Jan 17, 1992

AIRBUS PANEL RULING WILL ADD TO TENSIONS.

GENEVA, JANUARY 15 (CHAKRAVARTHI RAGHAVAN) – A ruling against the European Community on the U.S. complaint over the Airbus subsidies is expected to add to the current trans-Atlantic trade tensions and could even complicate efforts to conclude the Uruguay Round.

While the Agricultural issue has taken the center stage in the EC complaints over the Dunkel package, and push for changing it, there are also other parts of the package like the subsidies code agreement where there are some serious differences.

With the airbus ruling going against the EC (and against German practice in particular), U.S. and other hopes of being able to isolate France from Germany and others over agriculture will vanish.

Some EC nonofficial sources went so far as to say that the Round would now be finished.

While the specific complaint, and ruling, relates to Germany's exchange rate insurance plan and its resulting subsidy to Daimler-Benz production of airbus parts, the U.S.-EC dispute is part of a long-running one, with the U.S. Aircraft industry, though accounting for nearly 80% of the market share objecting to Airbus inroads.

The Airbus industry is a joint industrial effort involving German, French, British and Spanish governments - all of whom provide some assistance or the other.

While the U.S. is objecting to these, the EC in turn has been that the American manufacturers including Boeing and MacDonnel Dogulas, are also benefiting from the extensive military contracts and programmes, using the spin-off from these or their civilian production lines.

The ruling by the panel set up by the GATT’s Tokyo Round Subsidies Code Committee has been sent in the first instance to the two parties, and will then be presented to the Subsidies Code Committee and become available to GATT CPs.

Beyond the information that has come out from European aircraft industry sources, the details of the ruling are not available and hence it is difficult to make a judgement of its nuances and implications.

But some reports suggest that it is at best a partial victory for the U.S. According to these, the panel has accepted that the German exchange rate insurance scheme benefits Daimler-Benz and thus a prohibited subsidy, but that it does not constitute export subsidy in terms of the Airbus as a finished product.

However, coming as it does at a time when tensions are mounting between the EC and the U.S. - with Heads of States now getting publicly involved and committed, as has been done now by President George Bush and President Francois Mitterand - EC sources suggest that it would merely add to the trade tensions without necessarily contributing to any solution over the dispute itself or over the larger questions of the Uruguay Round and the GATT.

When the specific dispute was brought up by the U.S. under the subsidies code, the EC had sought to get the matter also looked into from the provisions of the Civil Aircraft Agreement.
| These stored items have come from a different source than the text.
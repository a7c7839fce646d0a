//! Query point descriptors.

use serde::{Deserialize, Serialize};

/// A named location at which interpolated values are requested.
///
/// The name is carried as the map key on the wire; only the coordinates
/// live here.
#[derive(Debug, Clone, Copy, PartialEq, Serialize, Deserialize)]
pub struct QueryPoint {
    /// Normalized plane x coordinate.
    pub x: f64,
    /// Normalized plane y coordinate.
    pub y: f64,
}

impl QueryPoint {
    /// Creates a query point at `(x, y)`.
    pub fn new(x: f64, y: f64) -> Self {
        Self { x, y }
    }

    /// Returns true if both coordinates are finite.
    pub fn is_finite(&self) -> bool {
        self.x.is_finite() && self.y.is_finite()
    }
}
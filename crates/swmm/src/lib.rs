//! # notos-swmm
//!
//! Renders columnar weather series into the SWMM timeseries line
//! format, one value column per call, together with the simulation
//! window re-anchored to the present.
//!
//! Each rendered line is `MM/DD/YYYY  HH:MM:SS     <value>` with the
//! value printed to a configured number of decimal places. The column
//! to extract is chosen by name and resolved positionally against each
//! series' declared columns.

mod config;
mod date_range;
mod error;
mod line;
mod payload;

pub use config::ConvertConfig;
pub use date_range::DateRange;
pub use error::SwmmError;
pub use line::{format_line, split_timestamp, swmm_date_time};
pub use payload::EnginePayload;

use std::collections::BTreeMap;

use chrono::{DateTime, Utc};
use tracing::debug;

use notos_schema::{ColumnarSeries, Parameter, TIMESTAMP_COLUMN};

/// Renders one series into SWMM timeseries lines.
///
/// The parameter is located by name in the series' declared columns, so
/// the extraction follows the column order the producer advertised. The
/// timestamp column itself cannot be extracted.
///
/// # Errors
///
/// Returns [`SwmmError::ParameterNotFound`] if the name is absent from
/// the columns or names the timestamp column, and [`SwmmError::Series`]
/// if a record carries an unparseable timestamp.
pub fn convert_series(
    name: &str,
    series: &ColumnarSeries,
    config: &ConvertConfig,
) -> Result<Vec<String>, SwmmError> {
    series.validate_schema().map_err(|source| SwmmError::Series {
        name: name.to_string(),
        source,
    })?;

    let index = series
        .columns
        .iter()
        .position(|column| column == &config.parameter)
        .filter(|&index| index > 0)
        .ok_or_else(|| SwmmError::ParameterNotFound {
            parameter: config.parameter.clone(),
            columns: series.columns.clone(),
        })?;
    debug_assert_eq!(series.columns[0], TIMESTAMP_COLUMN);
    let parameter = Parameter::ALL[index - 1];

    let mut lines = Vec::with_capacity(series.len());
    for record in &series.timeseries {
        let (date, time) =
            split_timestamp(&record.timestamp).map_err(|source| SwmmError::Series {
                name: name.to_string(),
                source,
            })?;
        lines.push(format_line(&date, &time, record.value(parameter), config.decimal_places));
    }
    Ok(lines)
}

/// Renders every series and assembles the engine payload.
///
/// The simulation window `[start_time, end_time]` is re-anchored to
/// `now` with its duration preserved, so the engine always simulates
/// from the present regardless of the timestamps the series carry.
///
/// # Errors
///
/// Returns [`SwmmError`] if any series fails to convert, and
/// [`SwmmError::Window`] if either bound of the window does not parse.
#[tracing::instrument(skip(series_map, config), fields(n_series = series_map.len()))]
pub fn convert(
    series_map: &BTreeMap<String, ColumnarSeries>,
    config: &ConvertConfig,
    start_time: &str,
    end_time: &str,
    now: DateTime<Utc>,
) -> Result<EnginePayload, SwmmError> {
    let mut timeseries = BTreeMap::new();
    for (name, series) in series_map {
        timeseries.insert(name.clone(), convert_series(name, series, config)?);
    }

    let range = DateRange::reanchor(start_time, end_time, now)?;
    debug!(parameter = %config.parameter, "rendered engine payload");

    Ok(EnginePayload {
        timeseries,
        options: range.into_options(),
    })
}
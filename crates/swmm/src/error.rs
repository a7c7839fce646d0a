//! Error types for the notos-swmm crate.

use notos_schema::SchemaError;

/// Error type for all fallible operations in the notos-swmm crate.
#[derive(Debug, Clone, PartialEq, thiserror::Error)]
pub enum SwmmError {
    /// Returned when the requested parameter is absent from a series'
    /// declared columns.
    #[error("parameter {parameter:?} not found in columns {columns:?}")]
    ParameterNotFound {
        /// The requested parameter name.
        parameter: String,
        /// The columns that were declared.
        columns: Vec<String>,
    },

    /// Returned on schema or timestamp failures in the underlying series.
    #[error("series {name:?}: {source}")]
    Series {
        /// The offending series name.
        name: String,
        /// The underlying schema error.
        source: SchemaError,
    },

    /// Returned when a simulation window bound does not parse.
    #[error("simulation window {bound}: {source}")]
    Window {
        /// Either `"start_time"` or `"end_time"`.
        bound: &'static str,
        /// The underlying timestamp error.
        source: SchemaError,
    },
}

#[cfg(test)]
mod tests {
    use super::*;

    #[test]
    fn error_parameter_not_found() {
        let e = SwmmError::ParameterNotFound {
            parameter: "snow".to_string(),
            columns: vec!["timestamp".to_string(), "precipitation".to_string()],
        };
        assert_eq!(
            e.to_string(),
            "parameter \"snow\" not found in columns [\"timestamp\", \"precipitation\"]"
        );
    }

    #[test]
    fn error_is_std_error() {
        fn assert_impl<T: std::error::Error>() {}
        assert_impl::<SwmmError>();
    }
}
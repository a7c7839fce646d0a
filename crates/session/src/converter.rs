//! Converter session: SWMM rendering behind the lifecycle.

use std::collections::BTreeMap;

use chrono::Utc;
use serde::{Deserialize, Serialize};
use serde_json::{Value, json};

use notos_schema::ColumnarSeries;
use notos_swmm::{ConvertConfig, EnginePayload, convert};

use crate::error::SessionError;
use crate::payload::decode;
use crate::reply::{envelope, failure, lifecycle};

#[derive(Debug, Deserialize)]
struct ConvertRequest {
    timeseries: Value,
    #[serde(default)]
    parameter: Option<String>,
    #[serde(default)]
    decimal_places: Option<usize>,
    start_time: String,
    end_time: String,
}

#[derive(Serialize)]
struct ConvertReply {
    modifications: EnginePayload,
}

/// One converter lifecycle holding the session-default conversion
/// settings; per-request fields override them call by call.
#[derive(Debug, Default)]
pub struct ConverterSession {
    config: ConvertConfig,
}

impl ConverterSession {
    /// Creates a session from a `create` payload; omitted fields fall
    /// back to precipitation at two decimal places.
    ///
    /// # Errors
    ///
    /// Returns [`SessionError::Malformed`] if the payload does not decode.
    pub fn create(config: &Value) -> Result<Self, SessionError> {
        Ok(Self {
            config: decode(config)?,
        })
    }

    /// Creates a session from already-typed configuration.
    pub fn with_config(config: ConvertConfig) -> Self {
        Self { config }
    }

    /// The `{status: "initialized", ...}` reply for this session.
    pub fn created_reply(&self) -> Value {
        json!({
            "status": "initialized",
            "message": "engine format converter initialized",
            "parameter": self.config.parameter,
            "decimal_places": self.config.decimal_places,
        })
    }

    /// Handles one conversion request, returning the uniform reply
    /// envelope with the engine `modifications` payload on success.
    pub fn receive(&self, request: &Value) -> Value {
        match self.handle(request) {
            Ok(reply) => reply,
            Err(err) => failure(&err),
        }
    }

    fn handle(&self, request: &Value) -> Result<Value, SessionError> {
        let request: ConvertRequest = decode(request)?;
        let series: BTreeMap<String, ColumnarSeries> = decode(&request.timeseries)?;
        let config = self
            .config
            .with_overrides(request.parameter, request.decimal_places);
        let modifications = convert(
            &series,
            &config,
            &request.start_time,
            &request.end_time,
            Utc::now(),
        )?;
        envelope("success", &ConvertReply { modifications })
    }

    /// Tears the session down, returning the `destroyed` reply.
    pub fn destroy(self) -> Value {
        lifecycle("destroyed", "engine format converter destroyed")
    }
}
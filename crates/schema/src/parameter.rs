//! The six weather parameters and their canonical column order.

use std::fmt;

use serde::{Deserialize, Serialize};

use crate::error::SchemaError;

/// Name of the leading timestamp column present in every series.
pub const TIMESTAMP_COLUMN: &str = "timestamp";

/// One of the six weather parameters carried by every series.
///
/// The declaration order is the canonical column order; positional access
/// throughout the pipeline relies on it.
#[derive(Debug, Clone, Copy, PartialEq, Eq, Hash, Serialize, Deserialize)]
#[serde(rename_all = "snake_case")]
pub enum Parameter {
    /// Precipitation rate (mm/hour).
    Precipitation,
    /// Air temperature (degrees Celsius).
    Temperature,
    /// Atmospheric pressure (hPa).
    AtmosphericPressure,
    /// Relative humidity (percent, 0..=100).
    Humidity,
    /// Wind speed (m/s).
    WindSpeed,
    /// Wind direction (degrees, 0..=360).
    WindDirection,
}

impl Parameter {
    /// All parameters in canonical column order.
    pub const ALL: [Parameter; 6] = [
        Parameter::Precipitation,
        Parameter::Temperature,
        Parameter::AtmosphericPressure,
        Parameter::Humidity,
        Parameter::WindSpeed,
        Parameter::WindDirection,
    ];

    /// Returns the wire name of this parameter.
    pub fn name(self) -> &'static str {
        match self {
            Parameter::Precipitation => "precipitation",
            Parameter::Temperature => "temperature",
            Parameter::AtmosphericPressure => "atmospheric_pressure",
            Parameter::Humidity => "humidity",
            Parameter::WindSpeed => "wind_speed",
            Parameter::WindDirection => "wind_direction",
        }
    }

    /// Returns this parameter's position within [`Parameter::ALL`].
    pub fn index(self) -> usize {
        self as usize
    }

    /// Parses a wire name into the corresponding parameter.
    ///
    /// # Errors
    ///
    /// Returns [`SchemaError::UnknownParameter`] if the name is not one of
    /// the six parameters.
    pub fn parse(name: &str) -> Result<Self, SchemaError> {
        match name {
            "precipitation" => Ok(Parameter::Precipitation),
            "temperature" => Ok(Parameter::Temperature),
            "atmospheric_pressure" => Ok(Parameter::AtmosphericPressure),
            "humidity" => Ok(Parameter::Humidity),
            "wind_speed" => Ok(Parameter::WindSpeed),
            "wind_direction" => Ok(Parameter::WindDirection),
            other => Err(SchemaError::UnknownParameter {
                name: other.to_string(),
            }),
        }
    }
}

impl fmt::Display for Parameter {
    fn fmt(&self, f: &mut fmt::Formatter<'_>) -> fmt::Result {
        f.write_str(self.name())
    }
}

/// Returns the canonical column list: `timestamp` followed by the six
/// parameter names in declaration order.
pub fn canonical_columns() -> Vec<String> {
    std::iter::once(TIMESTAMP_COLUMN.to_string())
        .chain(Parameter::ALL.iter().map(|p| p.name().to_string()))
        .collect()
}
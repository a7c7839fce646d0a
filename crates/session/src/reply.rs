//! Uniform status-envelope replies.

use serde::Serialize;
use serde_json::{Map, Value, json};

use crate::error::SessionError;

/// Serializes `fields` and stamps the given status onto the object.
pub(crate) fn envelope<T: Serialize>(status: &str, fields: &T) -> Result<Value, SessionError> {
    let value = serde_json::to_value(fields).map_err(|err| SessionError::Encode {
        reason: err.to_string(),
    })?;
    let mut map = match value {
        Value::Object(map) => map,
        other => {
            let mut map = Map::new();
            map.insert("payload".to_string(), other);
            map
        }
    };
    map.insert("status".to_string(), Value::String(status.to_string()));
    Ok(Value::Object(map))
}

/// The `{status: "error", message}` failure reply.
pub fn failure(err: &SessionError) -> Value {
    json!({
        "status": "error",
        "message": err.to_string(),
    })
}

/// A bare lifecycle reply carrying only a status and a message.
pub(crate) fn lifecycle(status: &str, message: &str) -> Value {
    json!({
        "status": status,
        "message": message,
    })
}
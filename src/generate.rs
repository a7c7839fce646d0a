use anyhow::Result;
use tracing::info;

use notos_session::GeneratorSession;

use crate::cli::GenerateArgs;
use crate::config::NotosConfig;
use crate::convert;
use crate::request::{read_request, write_reply};

/// Run one generation request through a fresh generator session.
pub fn run(args: GenerateArgs) -> Result<()> {
    let config = NotosConfig::load(&args.config)?;
    let seed = args.seed.or(config.seed);
    let defaults = convert::build_default_ranges(&config.generator);

    let mut session = GeneratorSession::new(defaults, config.generator.use_random_walk, seed);

    info!(path = %args.request.display(), "reading generation request");
    let request = read_request(&args.request)?;
    let reply = session.receive(&request);
    session.destroy();

    write_reply(&reply, args.output.as_deref())
}
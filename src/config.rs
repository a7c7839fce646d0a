use std::path::Path;

use anyhow::{Context, Result};
use serde::Deserialize;

use notos_ranges::RangesPatch;

/// Top-level notos configuration.
#[derive(Debug, Default, Deserialize)]
#[serde(deny_unknown_fields)]
pub struct NotosConfig {
    /// Global RNG seed.
    #[serde(default)]
    pub seed: Option<u64>,

    /// Generator session settings.
    #[serde(default)]
    pub generator: GeneratorToml,

    /// Converter session settings.
    #[serde(default)]
    pub converter: ConverterToml,
}

impl NotosConfig {
    /// Loads configuration from a TOML file. A missing file yields the
    /// defaults, so the CLI works without one.
    pub fn load(path: &Path) -> Result<Self> {
        if !path.exists() {
            return Ok(Self::default());
        }
        let text = std::fs::read_to_string(path)
            .with_context(|| format!("failed to read config: {}", path.display()))?;
        toml::from_str(&text).with_context(|| format!("failed to parse config: {}", path.display()))
    }
}

#[derive(Debug, Default, Deserialize)]
#[serde(deny_unknown_fields)]
pub struct GeneratorToml {
    /// Advance values by bounded random walk instead of holding them
    /// constant.
    #[serde(default)]
    pub use_random_walk: bool,

    /// Partial overrides of the stock walk ranges.
    #[serde(default)]
    pub ranges: RangesPatch,
}

#[derive(Debug, Deserialize)]
#[serde(deny_unknown_fields)]
pub struct ConverterToml {
    #[serde(default = "default_parameter")]
    pub parameter: String,
    #[serde(default = "default_decimal_places")]
    pub decimal_places: usize,
}

impl Default for ConverterToml {
    fn default() -> Self {
        Self {
            parameter: default_parameter(),
            decimal_places: default_decimal_places(),
        }
    }
}

fn default_parameter() -> String {
    "precipitation".to_string()
}

fn default_decimal_places() -> usize {
    2
}
//! Error types for the notos-session crate.

use notos_generate::GenerateError;
use notos_interpolate::InterpolateError;
use notos_schema::SchemaError;
use notos_swmm::SwmmError;

/// Error type for all fallible operations in the notos-session crate.
///
/// Every variant is rendered into the uniform `{status: "error", message}`
/// reply shape at the session boundary; nothing here escapes as a panic.
#[derive(Debug, Clone, PartialEq, thiserror::Error)]
pub enum SessionError {
    /// Returned when a request body or nested field cannot be decoded.
    #[error("malformed request: {reason}")]
    Malformed {
        /// Decoder diagnostic.
        reason: String,
    },

    /// Returned when a reply cannot be encoded to JSON.
    #[error("failed to encode reply: {reason}")]
    Encode {
        /// Encoder diagnostic.
        reason: String,
    },

    /// Returned on timestamp parse failures in request fields.
    #[error("invalid timestamp: {source}")]
    Timestamp {
        /// The underlying schema error.
        #[from]
        source: SchemaError,
    },

    /// Returned when generation fails validation or execution.
    #[error("generation failed: {source}")]
    Generate {
        /// The underlying generation error.
        #[from]
        source: GenerateError,
    },

    /// Returned when interpolation fails validation or execution.
    #[error("interpolation failed: {source}")]
    Interpolate {
        /// The underlying interpolation error.
        #[from]
        source: InterpolateError,
    },

    /// Returned when format conversion fails.
    #[error("conversion failed: {source}")]
    Convert {
        /// The underlying conversion error.
        #[from]
        source: SwmmError,
    },
}
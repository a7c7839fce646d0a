//! Conversion settings.

use notos_schema::Parameter;
use serde::{Deserialize, Serialize};

fn default_parameter() -> String {
    Parameter::Precipitation.name().to_string()
}

fn default_decimal_places() -> usize {
    2
}

/// Settings for rendering series into SWMM timeseries lines.
///
/// The parameter is carried as a column name rather than a [`Parameter`]
/// so that an unknown name surfaces as a conversion error against the
/// actual columns instead of a deserialization failure.
#[derive(Debug, Clone, PartialEq, Eq, Serialize, Deserialize)]
pub struct ConvertConfig {
    /// Name of the column to extract.
    #[serde(default = "default_parameter")]
    pub parameter: String,
    /// Digits after the decimal point in rendered values.
    #[serde(default = "default_decimal_places")]
    pub decimal_places: usize,
}

impl Default for ConvertConfig {
    fn default() -> Self {
        Self {
            parameter: default_parameter(),
            decimal_places: default_decimal_places(),
        }
    }
}

impl ConvertConfig {
    /// Returns a config overriding only the fields that are `Some`.
    pub fn with_overrides(
        &self,
        parameter: Option<String>,
        decimal_places: Option<usize>,
    ) -> Self {
        Self {
            parameter: parameter.unwrap_or_else(|| self.parameter.clone()),
            decimal_places: decimal_places.unwrap_or(self.decimal_places),
        }
    }
}
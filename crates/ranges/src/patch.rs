//! Partial range overrides in the flat wire form.

use serde::{Deserialize, Serialize};

use crate::range::{ParamRange, WeatherRanges};

/// A partial set of range fields, as they appear on the wire.
///
/// Every field is optional; [`RangesPatch::merge`] lays the patch over a
/// base [`WeatherRanges`] field-by-field, so callers can override a single
/// step size without restating the other seventeen values.
#[derive(Debug, Clone, Default, PartialEq, Serialize, Deserialize)]
#[serde(default)]
pub struct RangesPatch {
    pub precipitation_min: Option<f64>,
    pub precipitation_max: Option<f64>,
    pub precipitation_step: Option<f64>,
    pub temperature_min: Option<f64>,
    pub temperature_max: Option<f64>,
    pub temperature_step: Option<f64>,
    pub atmospheric_pressure_min: Option<f64>,
    pub atmospheric_pressure_max: Option<f64>,
    pub atmospheric_pressure_step: Option<f64>,
    pub humidity_min: Option<f64>,
    pub humidity_max: Option<f64>,
    pub humidity_step: Option<f64>,
    pub wind_speed_min: Option<f64>,
    pub wind_speed_max: Option<f64>,
    pub wind_speed_step: Option<f64>,
    pub wind_direction_min: Option<f64>,
    pub wind_direction_max: Option<f64>,
    pub wind_direction_step: Option<f64>,
}

fn merge_one(
    base: ParamRange,
    min: Option<f64>,
    max: Option<f64>,
    step: Option<f64>,
) -> ParamRange {
    ParamRange {
        min: min.unwrap_or(base.min),
        max: max.unwrap_or(base.max),
        step: step.unwrap_or(base.step),
    }
}

impl RangesPatch {
    /// Lays this patch over `base`, replacing only the fields the patch
    /// names. The result is not validated; call
    /// [`WeatherRanges::validate`] afterwards.
    pub fn merge(&self, base: &WeatherRanges) -> WeatherRanges {
        WeatherRanges {
            precipitation: merge_one(
                base.precipitation,
                self.precipitation_min,
                self.precipitation_max,
                self.precipitation_step,
            ),
            temperature: merge_one(
                base.temperature,
                self.temperature_min,
                self.temperature_max,
                self.temperature_step,
            ),
            atmospheric_pressure: merge_one(
                base.atmospheric_pressure,
                self.atmospheric_pressure_min,
                self.atmospheric_pressure_max,
                self.atmospheric_pressure_step,
            ),
            humidity: merge_one(
                base.humidity,
                self.humidity_min,
                self.humidity_max,
                self.humidity_step,
            ),
            wind_speed: merge_one(
                base.wind_speed,
                self.wind_speed_min,
                self.wind_speed_max,
                self.wind_speed_step,
            ),
            wind_direction: merge_one(
                base.wind_direction,
                self.wind_direction_min,
                self.wind_direction_max,
                self.wind_direction_step,
            ),
        }
    }
}
use tracing_subscriber::EnvFilter;

/// All workspace crate targets that should receive log output.
const CRATE_TARGETS: &[&str] = &[
    "notos",
    "notos_schema",
    "notos_ranges",
    "notos_generate",
    "notos_interpolate",
    "notos_swmm",
    "notos_session",
];

/// Initialize tracing based on CLI verbosity level.
///
/// Mapping:
/// - 0 (none) -> warn
/// - 1 (-v)   -> info
/// - 2 (-vv)  -> debug
/// - 3+ (-vvv)-> trace
///
/// `RUST_LOG` env var overrides the CLI flag if set.
pub fn init(verbosity: u8) {
    let level = match verbosity {
        0 => "warn",
        1 => "info",
        2 => "debug",
        _ => "trace",
    };

    let default_filter: String = CRATE_TARGETS
        .iter()
        .map(|t| format!("{t}={level}"))
        .collect::<Vec<_>>()
        .join(",");

    let filter =
        EnvFilter::try_from_default_env().unwrap_or_else(|_| EnvFilter::new(default_filter));

    tracing_subscriber::fmt().with_env_filter(filter).init();
}
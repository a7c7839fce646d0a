//! The bounded random-walk step.

use notos_ranges::ParamRange;
use rand::Rng;

/// Advances one value by a uniform draw in `[-step, step]`, clamped to the
/// range bounds.
///
/// A zero step degenerates to a pure clamp of the current value.
pub(crate) fn walk_step(current: f64, range: ParamRange, rng: &mut impl Rng) -> f64 {
    let change = if range.step > 0.0 {
        rng.random_range(-range.step..=range.step)
    } else {
        0.0
    };
    (current + change).clamp(range.min, range.max)
}

#[cfg(test)]
mod tests {
    use super::*;
    use rand::SeedableRng;
    use rand::rngs::StdRng;

    #[test]
    fn stays_within_bounds() {
        let range = ParamRange::new(0.0, 10.0, 3.0);
        let mut rng = StdRng::seed_from_u64(7);
        let mut value = 5.0;
        for _ in 0..10_000 {
            value = walk_step(value, range, &mut rng);
            assert!((0.0..=10.0).contains(&value), "escaped bounds: {value}");
        }
    }

    #[test]
    fn change_never_exceeds_step() {
        let range = ParamRange::new(-100.0, 100.0, 0.5);
        let mut rng = StdRng::seed_from_u64(11);
        let mut value = 0.0;
        for _ in 0..10_000 {
            let next = walk_step(value, range, &mut rng);
            assert!(
                (next - value).abs() <= 0.5 + f64::EPSILON,
                "step too large: {value} -> {next}"
            );
            value = next;
        }
    }

    #[test]
    fn zero_step_holds_value() {
        let range = ParamRange::new(0.0, 10.0, 0.0);
        let mut rng = StdRng::seed_from_u64(0);
        assert_eq!(walk_step(4.0, range, &mut rng), 4.0);
    }

    #[test]
    fn zero_step_still_clamps() {
        let range = ParamRange::new(0.0, 10.0, 0.0);
        let mut rng = StdRng::seed_from_u64(0);
        assert_eq!(walk_step(15.0, range, &mut rng), 10.0);
    }

    #[test]
    fn out_of_range_start_is_pulled_in() {
        let range = ParamRange::new(0.0, 1.0, 0.1);
        let mut rng = StdRng::seed_from_u64(3);
        let value = walk_step(5.0, range, &mut rng);
        assert!((0.0..=1.0).contains(&value));
    }

    #[test]
    fn seeded_walk_is_reproducible() {
        let range = ParamRange::new(0.0, 50.0, 2.0);
        let mut a = StdRng::seed_from_u64(42);
        let mut b = StdRng::seed_from_u64(42);
        let mut va = 25.0;
        let mut vb = 25.0;
        for _ in 0..100 {
            va = walk_step(va, range, &mut a);
            vb = walk_step(vb, range, &mut b);
            assert_eq!(va, vb);
        }
    }
}
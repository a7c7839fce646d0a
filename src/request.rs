//! Request/reply file plumbing for the command runners.

use std::path::Path;

use anyhow::{Context, Result};
use serde_json::Value;

/// Reads a JSON request body from disk.
///
/// The body may be any JSON value; the session layer accepts both
/// structured objects and JSON-encoded strings.
pub fn read_request(path: &Path) -> Result<Value> {
    let text = std::fs::read_to_string(path)
        .with_context(|| format!("failed to read request: {}", path.display()))?;
    serde_json::from_str(&text)
        .with_context(|| format!("failed to parse request JSON: {}", path.display()))
}

/// Writes a reply to the given path, or pretty-prints it to stdout.
pub fn write_reply(reply: &Value, output: Option<&Path>) -> Result<()> {
    let text = serde_json::to_string_pretty(reply).context("failed to encode reply")?;
    match output {
        Some(path) => std::fs::write(path, text)
            .with_context(|| format!("failed to write reply: {}", path.display()))?,
        None => println!("{text}"),
    }
    Ok(())
}
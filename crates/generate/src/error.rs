//! Error types for the notos-generate crate.

use notos_ranges::RangeError;

/// Error type for all fallible operations in the notos-generate crate.
#[derive(Debug, Clone, PartialEq, thiserror::Error)]
pub enum GenerateError {
    /// Returned when the timestep interval is zero or negative.
    #[error("time_delta must be > 0 seconds, got {time_delta}")]
    NonPositiveTimeDelta {
        /// The invalid interval in seconds.
        time_delta: i64,
    },

    /// Returned when the total duration is negative.
    #[error("total_time must be >= 0 seconds, got {total_time}")]
    NegativeTotalTime {
        /// The invalid duration in seconds.
        total_time: i64,
    },

    /// Returned when the grid extends past the representable time range.
    #[error("total_time of {total_time} seconds extends past the representable time range")]
    TimeOutOfRange {
        /// The requested duration in seconds.
        total_time: i64,
    },

    /// Returned when no areas are supplied.
    #[error("at least one area is required")]
    NoAreas,

    /// Returned when two areas share a name.
    #[error("duplicate area name {name:?}")]
    DuplicateArea {
        /// The colliding area name.
        name: String,
    },

    /// Returned when an area's coordinates or starting values are NaN or
    /// infinite.
    #[error("area {area:?}: non-finite value in {field}")]
    NonFiniteField {
        /// The offending area name.
        area: String,
        /// Which field was non-finite.
        field: &'static str,
    },

    /// Returned when an area's effective ranges fail validation.
    #[error("area {area:?}: {source}")]
    InvalidRanges {
        /// The offending area name.
        area: String,
        /// The underlying range error.
        source: RangeError,
    },
}
//! Output type for a generation run.

use std::collections::BTreeMap;

use notos_schema::{ColumnarSeries, SeriesMeta};

/// Result of one generation run: one series per area plus the shared
/// time-grid metadata.
#[derive(Debug, Clone, PartialEq)]
pub struct GenerateResult {
    series: BTreeMap<String, ColumnarSeries>,
    meta: SeriesMeta,
}

impl GenerateResult {
    pub(crate) fn new(series: BTreeMap<String, ColumnarSeries>, meta: SeriesMeta) -> Self {
        Self { series, meta }
    }

    /// Returns the per-area series, keyed by area name.
    pub fn series(&self) -> &BTreeMap<String, ColumnarSeries> {
        &self.series
    }

    /// Returns the shared time-grid metadata.
    pub fn meta(&self) -> &SeriesMeta {
        &self.meta
    }

    /// Consumes the result, returning the series map and metadata.
    pub fn into_parts(self) -> (BTreeMap<String, ColumnarSeries>, SeriesMeta) {
        (self.series, self.meta)
    }
}
//! Output payload for the simulation engine.

use serde::{Deserialize, Serialize};
use std::collections::BTreeMap;

/// Rendered SWMM input fragments: one line list per area plus the
/// shared `[OPTIONS]` entries for the simulation window.
#[derive(Debug, Clone, PartialEq, Eq, Serialize, Deserialize)]
pub struct EnginePayload {
    /// SWMM timeseries lines keyed by area name.
    pub timeseries: BTreeMap<String, Vec<String>>,
    /// Simulation window options.
    pub options: BTreeMap<String, String>,
}
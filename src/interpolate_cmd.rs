use anyhow::Result;
use serde_json::Value;
use tracing::info;

use notos_session::InterpolatorSession;

use crate::cli::InterpolateArgs;
use crate::request::{read_request, write_reply};

/// Run one interpolation request through a fresh interpolator session.
pub fn run(args: InterpolateArgs) -> Result<()> {
    let session = InterpolatorSession::create(&Value::Null);

    info!(path = %args.request.display(), "reading interpolation request");
    let request = read_request(&args.request)?;
    let reply = session.receive(&request);
    session.destroy();

    write_reply(&reply, args.output.as_deref())
}
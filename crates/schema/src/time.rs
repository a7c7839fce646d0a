//! RFC 3339 timestamp parsing and formatting.

use chrono::{DateTime, SecondsFormat, Utc};

use crate::error::SchemaError;

/// Parses an RFC 3339 timestamp, accepting both `Z` and numeric offsets.
///
/// The result is normalised to UTC.
///
/// # Errors
///
/// Returns [`SchemaError::InvalidTimestamp`] if the string does not parse.
pub fn parse_timestamp(value: &str) -> Result<DateTime<Utc>, SchemaError> {
    DateTime::parse_from_rfc3339(value)
        .map(|t| t.with_timezone(&Utc))
        .map_err(|e| SchemaError::InvalidTimestamp {
            value: value.to_string(),
            reason: e.to_string(),
        })
}

/// Formats a UTC instant as RFC 3339 with second precision and a `Z`
/// suffix, e.g. `2025-01-15T14:30:00Z`.
pub fn format_timestamp(instant: DateTime<Utc>) -> String {
    instant.to_rfc3339_opts(SecondsFormat::Secs, true)
}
But the U.S. refused, and obtained the establishment of a panel under the post-Montreal mid-term review agreement for automaticity in dispute settlement cases until the last stage of adoption.

In March 1991, when the panel was set up, the EC had complained that the reference of the dispute to a subsidies code panel, purely in terms of the provisions of the code, would only result in a partial ruling. This was interpreted then to mean that the EC would block adopting of the ruling, if it went against it.

The specific U.S. complaint related to Germany's Dollar-Deutsche Mark exchange rate support mechanism for Daimler-Benz, which absorbed the ailing Deutsche Airbus as part of German restructuring of the aerospace industry.

Under it, Daimler-Benz was entitled to get compensation from the German government to make up the exchange rate differences if the value of the dollar averaged over a year between DM 1.60 and 1.80 for a dollar.

The U.S. has claimed that the subsidy amounts to 2.5 million dollars per aircraft, while the EC before the subsidies committee had contended that it was not an "export subsidy" since the benefits of the scheme applied both to domestic and export sales, and that in any event the subsidisation had not injured U.S. trade or industry since the U.S. manufacturers cannot fulfil the demand of the market.

The U.S. has also been threatening to bring up other complaints over the Airbus issue.

The subsidies code problem, and the Uruguay Round agreement on it, relate to an even longer dispute and difference between the U.S. and Europe and others relating to issues of "subsidies", how and when they become actionable, and how terms like "serious prejudice" and "serious injury" to interests of other contracting parties and domestic industries are to be determined, etc.

The new draft Uruguay Round agreements, while clarifying some matters relating to subsidies, dumping and counter-vailing duty actions, have still left considerable leeway for subjective judgements by the countries initiating actions.

The subsidies agreement proposed now provides that there would be presumption of serious prejudice in the event of a subsidy exceeding five percent - with the burden of proof automatically shifted to the subsidising country.

The EC and several of its members have been "unhappy" with this and the percentages.

While in the specific complaint, the 2.5 million value of subsidy on each aircraft (put by U.S.) would probably be less than five percent, cumulating various other subsidies and aids for aerospace industry would make U.S. tasks easier in future.